Question

hey friends! what's up please answer my question fast
the compound interest on Rs. 10000 at at 12% per annumm for 1.5 years compounded annually is​

Answer 1

Hey friend!!!

Here is your answer..

⬇️⬇️⬇️⬇️⬇️⬇️

P= Rs.10000

R=12%

t=1.5 year

$a = p {(1 + \frac{r}{100} })^{t} \\ a = 10000( {1 + \frac{12}{100} )}^{1.5}$

Solve the eq.

Get the value of A

Then,

Interest =A-P

HOPE that it will help you ✌️ ✌️

Answer 2

Answer:

1872

Step-by-step explanation:

Given, Principal = 10000, R = 12%, Time n = 1.5 years.

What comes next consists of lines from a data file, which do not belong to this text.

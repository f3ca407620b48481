//! Engine settings, deserialised from the `[engine]` table of the server
//! configuration.

use serde::{Deserialize, Serialize};

use crate::sandbox::Limits;

#[derive(Debug, Clone, PartialEq, Eq, Serialize, Deserialize)]
#[serde(default)]
pub struct EngineConfig {
  /// Pipeline outcomes kept in the memo cache, by exact source text. Each
  /// entry holds at most `max_output_bytes` of HTML.
  pub cache_capacity:   usize,
  pub max_call_depth:   usize,
  pub max_nesting:      usize,
  /// Evaluation steps allowed per pipeline run.
  pub fuel:             u64,
  pub max_elements:     usize,
  pub max_output_bytes: usize,
}

impl EngineConfig {
  pub fn limits(&self) -> Limits {
    Limits {
      max_call_depth:   self.max_call_depth,
      max_nesting:      self.max_nesting,
      fuel:             self.fuel,
      max_elements:     self.max_elements,
      max_output_bytes: self.max_output_bytes,
    }
  }
}

impl Default for EngineConfig {
  fn default() -> Self {
    let limits = Limits::default();
    Self {
      cache_capacity:   64,
      max_call_depth:   limits.max_call_depth,
      max_nesting:      limits.max_nesting,
      fuel:             limits.fuel,
      max_elements:     limits.max_elements,
      max_output_bytes: limits.max_output_bytes,
    }
  }
}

(i) First we take n = 1 year.

A = P(1 + r/100)ⁿ

  = 10000(1 + 12/100)

  = 10000(112/100)

  = 10000 * 1.12

  = 11200

So, Amount after 1 year = 11200.

Now, Principal = 11200.

(ii) For last 1/2 year:

Simple Interest = PRT/100

                          = (11200 * 12 * 1)/200

                          = 672

So, Amount after 1 (1/2) years = 11200 + 672

                                                 = 11872

Now,

Compound Interest = Amount - Principal

                                 = 11872 - 10000

                                 = 1872.

Therefore, Compound Interest = 1872.

Hope it helps!